In the last decade, the wide-spread application of next-generation DNA sequencing technology has allowed the research community to molecularly characterize medulloblastoma tumors. Despite this large amount of genomic data that has been generated, the development of new treatment strategies in high-risk medulloblastoma remains stalled. Notably, several medulloblastoma tumors harbor somatic mutations in actionable genes that can be targeted with existing FDA approved drugs, including new brain permeable kinase inhibitors that are in the clinical pipeline for treating adult cancers. Examples of mutations in actionable kinase genes that are found in some medulloblastoma tumors include, ABL1, AKT1, ALK, FGFR1, FLT3, FLT4, INSR, MAPK isoforms & PDGFRB. However, the functional characterization of these gene mutations in this context is incomplete. Dr. Davare aims to conduct research that will help eliminate this bottleneck.

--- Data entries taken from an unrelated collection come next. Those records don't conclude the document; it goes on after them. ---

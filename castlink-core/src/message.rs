//! Wire message set for the viewer duplex channel.
//!
//! One JSON message per line, tagged by `type`:
//!
//! ```text
//! Host ──{"type":"screen-frame","d":"<base64 jpeg>","w":1280,"h":720,"t":41}──► Viewer
//! Host ──{"type":"audio-chunk","audio":"<base64 pcm16le>","sampleRate":48000,"channels":2}──► Viewer
//! Host ──{"type":"capture-status",...}/{"type":"capture-error",...}──► Viewer
//!
//! Viewer ──{"type":"mouse-move","x":512.0,"y":300.0,"scaleX":0.66,"scaleY":0.66}──► Host
//! Viewer ──{"type":"key-press","key":"a","modifiers":["control"]}──► Host
//! ```
//!
//! Frame payloads are JPEG at post-downsample dimensions; audio
//! payloads are interleaved little-endian 16-bit PCM with explicit
//! sample rate and channel count per chunk.

use base64::Engine;
use base64::engine::general_purpose::STANDARD as BASE64;
use bytes::Bytes;
use serde::{Deserialize, Serialize};

use crate::error::CastError;
use crate::frame::{AudioChunk, Frame, ScreenSize};

// ── Host → Viewer ────────────────────────────────────────────────

/// Messages sent from the host to each viewer.
#[derive(Debug, Clone, Serialize, Deserialize, PartialEq)]
#[serde(tag = "type", rename_all = "kebab-case")]
pub enum HostMessage {
    /// The capture loop started.
    CaptureStarted,
    /// The capture loop stopped.
    CaptureStopped,
    /// Snapshot of the current capture configuration.
    CaptureStatus(StatusSnapshot),
    /// A capture failure that affects the shared pipeline. The error
    /// class is carried in `kind` (`permission_error` or
    /// `capture_error`); the `type` key is the message tag.
    CaptureError { message: String, kind: ErrorKind },
    /// Remote control was toggled by some viewer.
    RemoteControlStatus { enabled: bool },
    /// One encoded screen frame.
    ScreenFrame {
        /// Base64-encoded JPEG payload.
        d: String,
        /// Width in pixels (post-downsample).
        w: u32,
        /// Height in pixels (post-downsample).
        h: u32,
        /// Sequence stamp, strictly increasing per session.
        t: u64,
    },
    /// One PCM16 audio chunk.
    #[serde(rename_all = "camelCase")]
    AudioChunk {
        /// Base64-encoded little-endian PCM16 samples.
        audio: String,
        sample_rate: u32,
        channels: u16,
    },
}

/// Classification carried by [`HostMessage::CaptureError`].
#[derive(Debug, Clone, Copy, Serialize, Deserialize, PartialEq, Eq)]
#[serde(rename_all = "snake_case")]
pub enum ErrorKind {
    PermissionError,
    CaptureError,
}

/// Current capture configuration and session counters.
///
/// Also served by the synchronous status query interface; reads have
/// no side effects.
#[derive(Debug, Clone, Copy, Serialize, Deserialize, PartialEq)]
#[serde(rename_all = "camelCase")]
pub struct StatusSnapshot {
    pub is_capturing: bool,
    pub connected_clients: usize,
    pub remote_control_enabled: bool,
    pub screen_size: ScreenSize,
    pub frame_rate: u32,
    pub quality: u8,
    pub scale: f32,
}

// ── Viewer → Host ────────────────────────────────────────────────

/// Messages sent from a viewer to the host.
#[derive(Debug, Clone, Serialize, Deserialize, PartialEq)]
#[serde(tag = "type", rename_all = "kebab-case")]
pub enum ViewerMessage {
    EnableRemoteControl,
    DisableRemoteControl,
    /// Pointer move in frame-pixel space, with the frame→host scale
    /// factors so the host can recover host-screen pixels.
    #[serde(rename_all = "camelCase")]
    MouseMove {
        x: f64,
        y: f64,
        scale_x: f64,
        scale_y: f64,
    },
    MouseClick { button: MouseButton, double: bool },
    MouseDown { button: MouseButton },
    MouseUp { button: MouseButton },
    #[serde(rename_all = "camelCase")]
    MouseScroll { delta_y: f64 },
    KeyPress {
        key: String,
        modifiers: Vec<KeyModifier>,
    },
    TypeText { text: String },
}

/// Pointer button identifier.
#[derive(Debug, Clone, Copy, Serialize, Deserialize, PartialEq, Eq)]
#[serde(rename_all = "lowercase")]
pub enum MouseButton {
    Left,
    Right,
    Middle,
}

/// Keyboard modifier keys.
#[derive(Debug, Clone, Copy, Serialize, Deserialize, PartialEq, Eq, Hash)]
#[serde(rename_all = "lowercase")]
pub enum KeyModifier {
    Control,
    Shift,
    Alt,
    Command,
}

// ── Payload conversions ──────────────────────────────────────────

impl HostMessage {
    /// Wrap an encoded [`Frame`] for transmission.
    pub fn from_frame(frame: &Frame) -> Self {
        HostMessage::ScreenFrame {
            d: BASE64.encode(&frame.payload),
            w: frame.width,
            h: frame.height,
            t: frame.sequence,
        }
    }

    /// Wrap an [`AudioChunk`] for transmission.
    pub fn from_audio(chunk: &AudioChunk) -> Self {
        let mut bytes = Vec::with_capacity(chunk.samples.len() * 2);
        for sample in &chunk.samples {
            bytes.extend_from_slice(&sample.to_le_bytes());
        }
        HostMessage::AudioChunk {
            audio: BASE64.encode(&bytes),
            sample_rate: chunk.sample_rate,
            channels: chunk.channels,
        }
    }
}

impl Frame {
    /// Rebuild a frame from a received `screen-frame` message.
    ///
    /// Returns `None` for any other message kind.
    pub fn from_message(message: &HostMessage) -> Result<Option<Self>, CastError> {
        let HostMessage::ScreenFrame { d, w, h, t } = message else {
            return Ok(None);
        };
        let payload = BASE64.decode(d)?;
        Ok(Some(Frame {
            payload: Bytes::from(payload),
            width: *w,
            height: *h,
            sequence: *t,
        }))
    }
}

impl AudioChunk {
    /// Rebuild a chunk from a received `audio-chunk` message.
    ///
    /// Returns `None` for any other message kind. An odd trailing byte
    /// is rejected as a malformed payload.
    pub fn from_message(message: &HostMessage) -> Result<Option<Self>, CastError> {
        let HostMessage::AudioChunk {
            audio,
            sample_rate,
            channels,
        } = message
        else {
            return Ok(None);
        };
        let bytes = BASE64.decode(audio)?;
        if bytes.len() % 2 != 0 {
            return Err(CastError::Other(format!(
                "pcm16 payload has odd length {}",
                bytes.len()
            )));
        }
        let samples = bytes
            .chunks_exact(2)
            .map(|pair| i16::from_le_bytes([pair[0], pair[1]]))
            .collect();
        Ok(Some(AudioChunk {
            samples,
            sample_rate: *sample_rate,
            channels: *channels,
        }))
    }
}

// ── Tests ────────────────────────────────────────────────────────

#[cfg(test)]
mod tests {
    use super::*;

    #[test]
    fn host_message_tags() {
        let json = serde_json::to_string(&HostMessage::CaptureStarted).unwrap();
        assert_eq!(json, r#"{"type":"capture-started"}"#);

        let json = serde_json::to_string(&HostMessage::RemoteControlStatus { enabled: true })
            .unwrap();
        assert!(json.contains(r#""type":"remote-control-status""#));
        assert!(json.contains(r#""enabled":true"#));
    }

    #[test]
    fn screen_frame_field_names() {
        let frame = Frame {
            payload: Bytes::from_static(&[0xFF, 0xD8, 0xFF]),
            width: 640,
            height: 360,
            sequence: 7,
        };
        let json = serde_json::to_string(&HostMessage::from_frame(&frame)).unwrap();
        assert!(json.contains(r#""type":"screen-frame""#));
        assert!(json.contains(r#""d":""#));
        assert!(json.contains(r#""w":640"#));
        assert!(json.contains(r#""h":360"#));
        assert!(json.contains(r#""t":7"#));
    }

    #[test]
    fn frame_roundtrip_through_message() {
        let frame = Frame {
            payload: Bytes::from(vec![1u8, 2, 3, 4, 5]),
            width: 100,
            height: 50,
            sequence: 42,
        };
        let msg = HostMessage::from_frame(&frame);
        let decoded = Frame::from_message(&msg).unwrap().unwrap();
        assert_eq!(decoded, frame);
    }

    #[test]
    fn audio_chunk_roundtrip_preserves_sample_order() {
        let chunk = AudioChunk {
            samples: vec![-32768, -1, 0, 1, 32767, 256],
            sample_rate: 48_000,
            channels: 2,
        };
        let msg = HostMessage::from_audio(&chunk);
        let json = serde_json::to_string(&msg).unwrap();
        assert!(json.contains(r#""sampleRate":48000"#));
        assert!(json.contains(r#""channels":2"#));

        let parsed: HostMessage = serde_json::from_str(&json).unwrap();
        let decoded = AudioChunk::from_message(&parsed).unwrap().unwrap();
        assert_eq!(decoded, chunk);
    }

    #[test]
    fn audio_chunk_little_endian_layout() {
        let chunk = AudioChunk {
            samples: vec![0x0102],
            sample_rate: 8000,
            channels: 1,
        };
        let HostMessage::AudioChunk { audio, .. } = HostMessage::from_audio(&chunk) else {
            panic!("wrong variant");
        };
        assert_eq!(BASE64.decode(audio).unwrap(), vec![0x02, 0x01]);
    }

    #[test]
    fn viewer_message_tags() {
        let json = serde_json::to_string(&ViewerMessage::EnableRemoteControl).unwrap();
        assert_eq!(json, r#"{"type":"enable-remote-control"}"#);

        let json = serde_json::to_string(&ViewerMessage::MouseMove {
            x: 10.0,
            y: 20.0,
            scale_x: 0.5,
            scale_y: 0.5,
        })
        .unwrap();
        assert!(json.contains(r#""type":"mouse-move""#));
        assert!(json.contains(r#""scaleX":0.5"#));
        assert!(json.contains(r#""scaleY":0.5"#));

        let json = serde_json::to_string(&ViewerMessage::MouseScroll { delta_y: -3.0 }).unwrap();
        assert!(json.contains(r#""deltaY":-3.0"#));
    }

    #[test]
    fn key_press_modifiers_lowercase() {
        let json = serde_json::to_string(&ViewerMessage::KeyPress {
            key: "r".into(),
            modifiers: vec![KeyModifier::Control, KeyModifier::Shift],
        })
        .unwrap();
        assert!(json.contains(r#""modifiers":["control","shift"]"#));
    }

    #[test]
    fn capture_error_kind_values() {
        let json = serde_json::to_string(&HostMessage::CaptureError {
            message: "denied".into(),
            kind: ErrorKind::PermissionError,
        })
        .unwrap();
        assert!(json.contains(r#""kind":"permission_error""#));
    }

    #[test]
    fn status_snapshot_camel_case() {
        let snapshot = StatusSnapshot {
            is_capturing: true,
            connected_clients: 2,
            remote_control_enabled: false,
            screen_size: ScreenSize::new(1920, 1080),
            frame_rate: 30,
            quality: 80,
            scale: 0.5,
        };
        let json = serde_json::to_string(&HostMessage::CaptureStatus(snapshot)).unwrap();
        assert!(json.contains(r#""type":"capture-status""#));
        assert!(json.contains(r#""isCapturing":true"#));
        assert!(json.contains(r#""connectedClients":2"#));
        assert!(json.contains(r#""remoteControlEnabled":false"#));
        assert!(json.contains(r#""frameRate":30"#));
    }

    #[test]
    fn malformed_pcm_rejected() {
        let msg = HostMessage::AudioChunk {
            audio: BASE64.encode([1u8, 2, 3]), // odd length
            sample_rate: 48_000,
            channels: 1,
        };
        assert!(AudioChunk::from_message(&msg).is_err());
    }

    #[test]
    fn wrong_variant_yields_none() {
        assert!(Frame::from_message(&HostMessage::CaptureStopped)
            .unwrap()
            .is_none());
        assert!(AudioChunk::from_message(&HostMessage::CaptureStarted)
            .unwrap()
            .is_none());
    }
}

The experiments supported by the PCRF funding will include complementary approaches that will permit functional sorting of which of these mutations in kinase genes act as cancer drivers versus the ones that are just passenger events. Ultimately, Dr. Davare’s goal is to produce stringent experimental evidence that opens up new avenue(s) for potentially integrating targeted kinase inhibitor therapy, either alone or in combination with other treatments, for children bearing the unimaginable burden of high-risk medulloblastoma.